▶ TASK:
Below are some records; find each line that carries the word "KeyExchange" and copy it.

BEGIN GIVEN DATA

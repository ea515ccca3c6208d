//! Auto-discovery watcher (§4.6): polls three sources on a fixed interval
//! for sessions not yet represented locally. This is a pure polling loop —
//! *not* the teacher's inotify-based `happy_core::watcher::Watcher`, since
//! the spec is explicit about 10 s polling with delta-suffix log reads,
//! which an fs-event watcher does not model. The module name and the
//! "poll once immediately, then on an interval" baseline behavior are the
//! only things carried from the teacher's watcher.

use chrono::{DateTime, Utc};
use std::collections::{HashMap, HashSet};
use std::fs;
use std::path::{Path, PathBuf};
use std::time::SystemTime;

use termmesh_core::paths::decode_project_dir;
use termmesh_core::types::SessionKind;

#[derive(Debug, Clone)]
pub struct WatcherPaths {
    /// kind-A append-only history log.
    pub history_log: PathBuf,
    /// kind-A `<projects>/<encoded-dir>/<sessionId>.jsonl` tree.
    pub projects_dir: PathBuf,
    /// kind-B `<session-state>/<uuid>/workspace.yaml` tree.
    pub copilot_state_dir: PathBuf,
}

impl Default for WatcherPaths {
    fn default() -> Self {
        let home = dirs::home_dir().unwrap_or_else(|| PathBuf::from("."));
        Self {
            history_log: home.join(".claude").join("history.jsonl"),
            projects_dir: home.join(".claude").join("projects"),
            copilot_state_dir: home.join(".copilot").join("session-state"),
        }
    }
}

#[derive(Debug, Clone, serde::Serialize)]
pub struct DiscoveredSession {
    pub session_id: String,
    pub kind: SessionKind,
    pub working_dir: PathBuf,
    pub display_name: Option<String>,
    pub timestamp: Option<DateTime<Utc>>,
}

pub struct Watcher {
    paths: WatcherPaths,
    known_session_ids: HashSet<String>,
    claimed_dirs: HashSet<PathBuf>,
    history_offset: u64,
    history_len: u64,
}

impl Watcher {
    pub fn new(paths: WatcherPaths) -> Self {
        Self {
            paths,
            known_session_ids: HashSet::new(),
            claimed_dirs: HashSet::new(),
            history_offset: 0,
            history_len: 0,
        }
    }

    /// Polls all three sources and returns newly discovered sessions,
    /// applying the working-directory claim rule against both this
    /// watcher's own prior claims and the caller's set of already-known
    /// working directories (materialized sessions).
    pub fn poll(&mut self, known_working_dirs: &HashSet<PathBuf>) -> Vec<DiscoveredSession> {
        let mut candidates = Vec::new();
        candidates.extend(self.poll_history_log());
        candidates.extend(self.poll_projects_dir());
        candidates.extend(self.poll_copilot_state());
        self.dedup_and_claim(candidates, known_working_dirs)
    }

    /// Applies the working-directory claim rule: a candidate is emitted iff
    /// its session id hasn't been seen before and its working directory is
    /// not already claimed (by a prior discovery) or known (materialized).
    fn dedup_and_claim(
        &mut self,
        candidates: Vec<DiscoveredSession>,
        known_working_dirs: &HashSet<PathBuf>,
    ) -> Vec<DiscoveredSession> {
        let mut emitted = Vec::new();
        for candidate in candidates {
            if self.known_session_ids.contains(&candidate.session_id) {
                continue;
            }
            if self.claimed_dirs.contains(&candidate.working_dir)
                || known_working_dirs.contains(&candidate.working_dir)
            {
                self.known_session_ids.insert(candidate.session_id.clone());
                continue;
            }
            self.known_session_ids.insert(candidate.session_id.clone());
            self.claimed_dirs.insert(candidate.working_dir.clone());
            emitted.push(candidate);
        }
        emitted
    }

    fn poll_history_log(&mut self) -> Vec<DiscoveredSession> {
        let meta = match fs::metadata(&self.paths.history_log) {
            Ok(m) => m,
            Err(_) => return Vec::new(),
        };
        let len = meta.len();

        if len < self.history_len {
            // Truncated: reset and skip this cycle per §4.6.
            self.history_offset = 0;
            self.history_len = 0;
            return Vec::new();
        }
        if len == self.history_len {
            return Vec::new();
        }

        let content = match fs::read(&self.paths.history_log) {
            Ok(c) => c,
            Err(_) => return Vec::new(),
        };
        let delta = &content[self.history_offset as usize..];
        self.history_offset = len;
        self.history_len = len;

        String::from_utf8_lossy(delta)
            .lines()
            .filter_map(|line| serde_json::from_str::<HistoryLine>(line).ok())
            .map(|entry| DiscoveredSession {
                session_id: entry.session_id,
                kind: SessionKind::KindA,
                working_dir: PathBuf::from(entry.project),
                display_name: entry.display,
                timestamp: entry.timestamp,
            })
            .collect()
    }

    fn poll_projects_dir(&self) -> Vec<DiscoveredSession> {
        let mut found = Vec::new();
        let Ok(dirs) = fs::read_dir(&self.paths.projects_dir) else {
            return found;
        };
        for entry in dirs.flatten() {
            if !entry.path().is_dir() {
                continue;
            }
            let encoded = entry.file_name().to_string_lossy().to_string();
            let working_dir = decode_project_dir(&encoded);
            let Ok(files) = fs::read_dir(entry.path()) else {
                continue;
            };
            for file in files.flatten() {
                let path = file.path();
                if path.extension().and_then(|e| e.to_str()) != Some("jsonl") {
                    continue;
                }
                let Some(stem) = path.file_stem().and_then(|s| s.to_str()) else {
                    continue;
                };
                if !is_canonical_uuid(stem) {
                    continue;
                }
                found.push(DiscoveredSession {
                    session_id: stem.to_string(),
                    kind: SessionKind::KindA,
                    working_dir: working_dir.clone(),
                    display_name: None,
                    timestamp: None,
                });
            }
        }
        found
    }

    fn poll_copilot_state(&self) -> Vec<DiscoveredSession> {
        let mut found = Vec::new();
        let Ok(dirs) = fs::read_dir(&self.paths.copilot_state_dir) else {
            return found;
        };
        for entry in dirs.flatten() {
            if !entry.path().is_dir() {
                continue;
            }
            let uuid = entry.file_name().to_string_lossy().to_string();
            if !is_canonical_uuid(&uuid) {
                continue;
            }
            let workspace = entry.path().join("workspace.yaml");
            let Ok(content) = fs::read_to_string(&workspace) else {
                continue;
            };
            let fields = parse_flat_yaml(&content);
            let Some(cwd) = fields.get("cwd") else {
                continue;
            };
            let timestamp = fields
                .get("updated_at")
                .and_then(|s| DateTime::parse_from_rfc3339(s).ok())
                .map(|dt| dt.with_timezone(&Utc));
            found.push(DiscoveredSession {
                session_id: uuid,
                kind: SessionKind::KindB,
                working_dir: PathBuf::from(cwd),
                display_name: fields.get("summary").cloned(),
                timestamp,
            });
        }
        found
    }
}

#[derive(serde::Deserialize)]
struct HistoryLine {
    #[serde(rename = "sessionId")]
    session_id: String,
    project: String,
    display: Option<String>,
    timestamp: Option<DateTime<Utc>>,
}

fn is_canonical_uuid(s: &str) -> bool {
    uuid::Uuid::parse_str(s).is_ok()
}

fn parse_flat_yaml(content: &str) -> HashMap<String, String> {
    let mut map = HashMap::new();
    for line in content.lines() {
        let line = line.trim();
        if line.is_empty() || line.starts_with('#') {
            continue;
        }
        if let Some((key, value)) = line.split_once(':') {
            let value = value.trim().trim_matches('"').trim_matches('\'');
            map.insert(key.trim().to_string(), value.to_string());
        }
    }
    map
}

#[cfg(test)]
mod tests {
    use super::*;
    use std::io::Write;

    #[test]
    fn decode_project_dir_is_used_for_encoded_names() {
        // exercised indirectly via poll_projects_dir; direct sanity check
        // that the re-exported helper is reachable from this module.
        let _ = decode_project_dir("tmp-x");
    }

    #[test]
    fn flat_yaml_parses_required_and_optional_fields() {
        let content = "cwd: /tmp/project\nsummary: \"Fix bug\"\nupdated_at: 2024-01-01T00:00:00Z\n";
        let fields = parse_flat_yaml(content);
        assert_eq!(fields.get("cwd").unwrap(), "/tmp/project");
        assert_eq!(fields.get("summary").unwrap(), "Fix bug");
    }

    #[test]
    fn history_log_delta_read_skips_on_truncation() {
        let dir = tempfile::tempdir().unwrap();
        let log_path = dir.path().join("history.jsonl");
        let mut file = fs::File::create(&log_path).unwrap();
        writeln!(
            file,
            r#"{{"sessionId":"{}","project":"/tmp/a"}}"#,
            uuid::Uuid::new_v4()
        )
        .unwrap();
        drop(file);

        let mut watcher = Watcher::new(WatcherPaths {
            history_log: log_path.clone(),
            projects_dir: dir.path().join("projects"),
            copilot_state_dir: dir.path().join("copilot"),
        });
        let first = watcher.poll_history_log();
        assert_eq!(first.len(), 1);

        // truncate to simulate log rotation
        fs::File::create(&log_path).unwrap();
        let second = watcher.poll_history_log();
        assert!(second.is_empty());
    }

    #[test]
    fn dedup_claims_working_dir_on_first_emit() {
        let dir = tempfile::tempdir().unwrap();
        let mut watcher = Watcher::new(WatcherPaths {
            history_log: dir.path().join("missing.jsonl"),
            projects_dir: dir.path().join("projects"),
            copilot_state_dir: dir.path().join("copilot"),
        });
        let known = HashSet::new();
        let wd = PathBuf::from("/tmp/project-x");
        let first = DiscoveredSession {
            session_id: uuid::Uuid::new_v4().to_string(),
            kind: SessionKind::KindA,
            working_dir: wd.clone(),
            display_name: None,
            timestamp: None,
        };
        let second = DiscoveredSession {
            working_dir: wd.clone(),
            session_id: uuid::Uuid::new_v4().to_string(),
            ..first.clone()
        };

        let emitted_first = watcher.dedup_and_claim(vec![first], &known);
        assert_eq!(emitted_first.len(), 1);
        let emitted_second = watcher.dedup_and_claim(vec![second], &known);
        assert!(emitted_second.is_empty(), "second uuid for same dir must be absorbed");
    }
}
#[cfg(test)]
mod tests {
    use super::*;

    #[test]
    fn bulk_load_config_parses_type_tagged_entries() {
        let json = r#"{"sessions":[{"type":"kind-a","folder":"~/proj","name":"x"}]}"#;
        let parsed: BulkLoadConfig = serde_json::from_str(json).unwrap();
        assert_eq!(parsed.sessions.len(), 1);
        assert_eq!(parsed.sessions[0].folder, "~/proj");
    }

    #[test]
    fn request_tag_round_trips_through_json() {
        let req = IpcRequest::Write { id: "abc".into(), data: "hi".into() };
        let json = serde_json::to_string(&req).unwrap();
        assert!(json.contains("\"op\":\"write\""));
        let back: IpcRequest = serde_json::from_str(&json).unwrap();
        matches!(back, IpcRequest::Write { .. });
    }

    #[test]
    fn not_implemented_error_surfaces_for_dialog_ops() {
        let resp = respond::<()>("1".into(), Err(anyhow::anyhow!(NOT_IMPLEMENTED)));
        match resp {
            IpcResponse::Result { ok, error, .. } => {
                assert!(!ok);
                assert_eq!(error.as_deref(), Some(NOT_IMPLEMENTED));
            }
        }
    }
}
//! Peer client (§4.10): one connection out to a remote instance. Grounded
//! on `happy-cli::daemon::bridge::RemoteRelayBridge::run`'s reconnect loop
//! (`backoff = min(backoff*2, 30)`) and `DaemonClient::attach_session`'s
//! `tokio_tungstenite::connect_async` + split usage.

use futures::stream::{SplitSink, SplitStream};
use futures::{SinkExt, StreamExt};
use std::collections::HashMap;
use std::sync::Arc;
use std::time::Duration;
use tokio::net::TcpStream;
use tokio::sync::{mpsc, oneshot, Mutex};
use tokio_tungstenite::tungstenite::Message;
use tokio_tungstenite::{MaybeTlsStream, WebSocketStream};

use termmesh_core::types::{Session, SessionKind};
use termmesh_crypto::dh::generate_keypair;
use termmesh_crypto::SessionCrypto;

use super::wire::{EncryptedEnvelope, HandshakeFrame, SecureFrame};

const RPC_TIMEOUT: Duration = Duration::from_secs(15);
const RECONNECT_INITIAL: Duration = Duration::from_secs(1);
const RECONNECT_CAP: Duration = Duration::from_secs(30);

type WsStream = WebSocketStream<MaybeTlsStream<TcpStream>>;
type WsSink = SplitSink<WsStream, Message>;
type WsSource = SplitStream<WsStream>;

#[derive(Debug, Clone)]
pub enum ClientEvent {
    Connected,
    Reconnected,
    Output { session_id: String, data: String },
    Update { session: Session },
    Exit { session_id: String, code: Option<i32> },
    Disconnected,
}

struct Pending {
    reply_tx: oneshot::Sender<SecureFrame>,
}

struct Shared {
    pending: Mutex<HashMap<String, Pending>>,
    outbound: mpsc::Sender<SecureFrame>,
    should_reconnect: std::sync::atomic::AtomicBool,
}

pub struct PeerClient {
    shared: Arc<Shared>,
}

impl PeerClient {
    /// Performs the first connection attempt synchronously, and on success
    /// spawns the long-lived task that runs the read/write pump and, on an
    /// abnormal close, the exponential-backoff reconnect loop (§4.10).
    /// Returns once `auth:approved` is reached or the first attempt fails.
    pub async fn connect(
        address: String,
        port: u16,
        local_identity_hash: String,
        local_hostname: String,
        local_instance_id: String,
    ) -> anyhow::Result<(Self, mpsc::Receiver<ClientEvent>)> {
        let (outbound_tx, outbound_rx) = mpsc::channel::<SecureFrame>(256);
        let (events_tx, events_rx) = mpsc::channel::<ClientEvent>(256);
        let shared = Arc::new(Shared {
            pending: Mutex::new(HashMap::new()),
            outbound: outbound_tx,
            should_reconnect: std::sync::atomic::AtomicBool::new(true),
        });

        let attempt = Attempt {
            address,
            port,
            local_identity_hash,
            local_hostname,
            local_instance_id,
        };

        match connect_and_authenticate(&attempt).await {
            Ok(Some((sink, stream, crypto))) => {
                let _ = events_tx.send(ClientEvent::Connected).await;
                tokio::spawn(pump_then_reconnect(
                    attempt,
                    shared.clone(),
                    events_tx,
                    outbound_rx,
                    sink,
                    stream,
                    crypto,
                ));
                Ok((Self { shared }, events_rx))
            }
            Ok(None) | Err(_) => anyhow::bail!("connection closed before auth:approved"),
        }
    }

    async fn request(&self, build: impl FnOnce(String) -> SecureFrame) -> anyhow::Result<SecureFrame> {
        let request_id = uuid::Uuid::new_v4().to_string();
        let (reply_tx, reply_rx) = oneshot::channel();
        self.shared
            .pending
            .lock()
            .await
            .insert(request_id.clone(), Pending { reply_tx });
        self.shared.outbound.send(build(request_id.clone())).await?;

        match tokio::time::timeout(RPC_TIMEOUT, reply_rx).await {
            Ok(Ok(frame)) => Ok(frame),
            Ok(Err(_)) => anyhow::bail!("connection closed"),
            Err(_) => {
                self.shared.pending.lock().await.remove(&request_id);
                anyhow::bail!("request {request_id} timed out")
            }
        }
    }

    pub async fn list_sessions(&self) -> anyhow::Result<Vec<Session>> {
        match self.request(|request_id| SecureFrame::SessionList { request_id }).await? {
            SecureFrame::SessionListResponse { sessions, .. } => Ok(sessions),
            other => anyhow::bail!("unexpected reply to session:list: {other:?}"),
        }
    }

    pub async fn create_session(
        &self,
        kind: SessionKind,
        working_dir: String,
        name: Option<String>,
    ) -> anyhow::Result<Session> {
        match self
            .request(|request_id| SecureFrame::SessionCreate {
                request_id,
                kind,
                working_dir,
                name,
            })
            .await?
        {
            SecureFrame::SessionCreateResponse { session: Some(session), .. } => Ok(session),
            SecureFrame::SessionCreateResponse { error: Some(error), .. } => anyhow::bail!(error),
            other => anyhow::bail!("unexpected reply to session:create: {other:?}"),
        }
    }

    pub async fn close_session(&self, session_id: String) -> anyhow::Result<()> {
        match self
            .request(|request_id| SecureFrame::SessionClose { request_id, session_id })
            .await?
        {
            SecureFrame::SessionCloseResponse { error: None, .. } => Ok(()),
            SecureFrame::SessionCloseResponse { error: Some(error), .. } => anyhow::bail!(error),
            other => anyhow::bail!("unexpected reply to session:close: {other:?}"),
        }
    }

    pub async fn write(&self, session_id: String, data: String) {
        let _ = self.shared.outbound.send(SecureFrame::SessionWrite { session_id, data }).await;
    }

    pub async fn resize(&self, session_id: String, cols: u16, rows: u16) {
        let _ = self
            .shared
            .outbound
            .send(SecureFrame::SessionResize { session_id, cols, rows })
            .await;
    }

    /// Disables future reconnect attempts; the current connection, if any,
    /// keeps running until it naturally closes.
    pub fn disable_reconnect(&self) {
        self.shared.should_reconnect.store(false, std::sync::atomic::Ordering::SeqCst);
    }
}

struct Attempt {
    address: String,
    port: u16,
    local_identity_hash: String,
    local_hostname: String,
    local_instance_id: String,
}

/// Connects and runs the plaintext key exchange plus the `auth:request` /
/// `auth:approved` handshake. Returns `Ok(None)` when the peer denies auth or
/// closes the socket before approving — in that case `should_reconnect` is
/// cleared, since retrying a denial is pointless.
async fn connect_and_authenticate(
    attempt: &Attempt,
) -> anyhow::Result<Option<(WsSink, WsSource, SessionCrypto)>> {
    let url = format!("ws://{}:{}", attempt.address, attempt.port);
    let (ws, _) = tokio_tungstenite::connect_async(&url).await?;
    let (mut sink, mut stream) = ws.split();

    let keypair = generate_keypair();
    let Some(Ok(Message::Text(text))) = stream.next().await else {
        return Ok(None);
    };
    let HandshakeFrame::KeyExchange { public_key: remote_public } = serde_json::from_str(&text)?;
    let own_handshake = HandshakeFrame::KeyExchange { public_key: keypair.public_base64() };
    sink.send(Message::Text(serde_json::to_string(&own_handshake)?)).await?;

    let crypto = SessionCrypto::derive(&keypair, &remote_public)?;

    let auth = SecureFrame::AuthRequest {
        identity_hash: attempt.local_identity_hash.clone(),
        hostname: attempt.local_hostname.clone(),
        instance_id: attempt.local_instance_id.clone(),
    };
    send_secure(&mut sink, &crypto, &auth).await?;

    loop {
        match recv_secure(&mut stream, &crypto).await? {
            Some(SecureFrame::AuthApproved) => return Ok(Some((sink, stream, crypto))),
            Some(SecureFrame::AuthDenied { .. }) | None => return Ok(None),
            Some(_) => continue,
        }
    }
}

/// Runs the read/write pump for one authenticated connection until the
/// socket closes, draining any still-pending RPCs into a disconnect reply.
/// Read and write share one `tokio::select!` loop, per the reconnect-loop
/// grounding in `bridge::RemoteRelayBridge::run`.
async fn pump(
    mut sink: WsSink,
    mut stream: WsSource,
    crypto: SessionCrypto,
    shared: &Arc<Shared>,
    events_tx: &mpsc::Sender<ClientEvent>,
    outbound_rx: &mut mpsc::Receiver<SecureFrame>,
) {
    loop {
        tokio::select! {
            incoming = recv_secure(&mut stream, &crypto) => {
                match incoming {
                    Ok(Some(frame)) => dispatch_incoming(frame, shared, events_tx).await,
                    Ok(None) | Err(_) => break,
                }
            }
            Some(frame) = outbound_rx.recv() => {
                if send_secure(&mut sink, &crypto, &frame).await.is_err() {
                    break;
                }
            }
        }
    }

    let _ = events_tx.send(ClientEvent::Disconnected).await;
    for (_, pending) in shared.pending.lock().await.drain() {
        let _ = pending.reply_tx.send(SecureFrame::Disconnect);
    }
}

/// Runs the first authenticated connection's pump, then hands off to the
/// reconnect loop once it drops.
async fn pump_then_reconnect(
    attempt: Attempt,
    shared: Arc<Shared>,
    events_tx: mpsc::Sender<ClientEvent>,
    mut outbound_rx: mpsc::Receiver<SecureFrame>,
    sink: WsSink,
    stream: WsSource,
    crypto: SessionCrypto,
) {
    pump(sink, stream, crypto, &shared, &events_tx, &mut outbound_rx).await;
    reconnect_loop(attempt, shared, events_tx, outbound_rx).await;
}

async fn dispatch_incoming(frame: SecureFrame, shared: &Arc<Shared>, events_tx: &mpsc::Sender<ClientEvent>) {
    if let Some(request_id) = frame.request_id() {
        if let Some(pending) = shared.pending.lock().await.remove(request_id) {
            let _ = pending.reply_tx.send(frame);
            return;
        }
    }
    match frame {
        SecureFrame::SessionOutput { session_id, data } => {
            let _ = events_tx.send(ClientEvent::Output { session_id, data }).await;
        }
        SecureFrame::SessionUpdate { session } => {
            let _ = events_tx.send(ClientEvent::Update { session }).await;
        }
        SecureFrame::SessionExit { session_id, code } => {
            let _ = events_tx.send(ClientEvent::Exit { session_id, code }).await;
        }
        SecureFrame::Disconnect => {
            let _ = events_tx.send(ClientEvent::Disconnected).await;
        }
        _ => {}
    }
}

/// Reconnects with backoff 1s→30s cap after the initial connection drops,
/// per §4.10. Exits once `should_reconnect` is cleared (auth denial or an
/// explicit `disconnect(instanceId)` from the peer manager).
async fn reconnect_loop(
    attempt: Attempt,
    shared: Arc<Shared>,
    events_tx: mpsc::Sender<ClientEvent>,
    mut outbound_rx: mpsc::Receiver<SecureFrame>,
) {
    let mut backoff = RECONNECT_INITIAL;
    loop {
        if !shared.should_reconnect.load(std::sync::atomic::Ordering::SeqCst) {
            return;
        }
        tokio::time::sleep(backoff).await;
        if !shared.should_reconnect.load(std::sync::atomic::Ordering::SeqCst) {
            return;
        }
        match connect_and_authenticate(&attempt).await {
            Ok(Some((sink, stream, crypto))) => {
                let _ = events_tx.send(ClientEvent::Reconnected).await;
                backoff = RECONNECT_INITIAL;
                pump(sink, stream, crypto, &shared, &events_tx, &mut outbound_rx).await;
            }
            Ok(None) => return,
            Err(_) => backoff = std::cmp::min(backoff * 2, RECONNECT_CAP),
        }
    }
}

async fn recv_secure(
    stream: &mut (impl futures::Stream<Item = Result<Message, tokio_tungstenite::tungstenite::Error>> + Unpin),
    crypto: &SessionCrypto,
) -> anyhow::Result<Option<SecureFrame>> {
    loop {
        match stream.next().await {
            Some(Ok(Message::Text(text))) => {
                let envelope: EncryptedEnvelope = serde_json::from_str(&text)?;
                let plaintext = crypto.decrypt(&envelope.sealed)?;
                return Ok(Some(serde_json::from_slice(&plaintext)?));
            }
            Some(Ok(Message::Close(_))) | None => return Ok(None),
            Some(Ok(_)) => continue,
            Some(Err(e)) => return Err(e.into()),
        }
    }
}

async fn send_secure(
    sink: &mut (impl futures::Sink<Message, Error = tokio_tungstenite::tungstenite::Error> + Unpin),
    crypto: &SessionCrypto,
    frame: &SecureFrame,
) -> anyhow::Result<()> {
    let sealed = crypto.encrypt(&serde_json::to_vec(frame)?)?;
    let envelope = EncryptedEnvelope { sealed };
    sink.send(Message::Text(serde_json::to_string(&envelope)?)).await?;
    Ok(())
}

#[cfg(test)]
mod tests {
    use super::*;

    #[test]
    fn backoff_doubles_until_cap() {
        let mut backoff = RECONNECT_INITIAL;
        let mut sequence = vec![backoff];
        for _ in 0..8 {
            backoff = std::cmp::min(backoff * 2, RECONNECT_CAP);
            sequence.push(backoff);
        }
        assert_eq!(*sequence.last().unwrap(), RECONNECT_CAP);
        assert!(sequence.windows(2).all(|w| w[1] >= w[0]));
    }
}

END GIVEN DATA

▶ RESPONSE AREA:
    let HandshakeFrame::KeyExchange { public_key: remote_public } = serde_json::from_str(&text)?;
    let own_handshake = HandshakeFrame::KeyExchange { public_key: keypair.public_base64() };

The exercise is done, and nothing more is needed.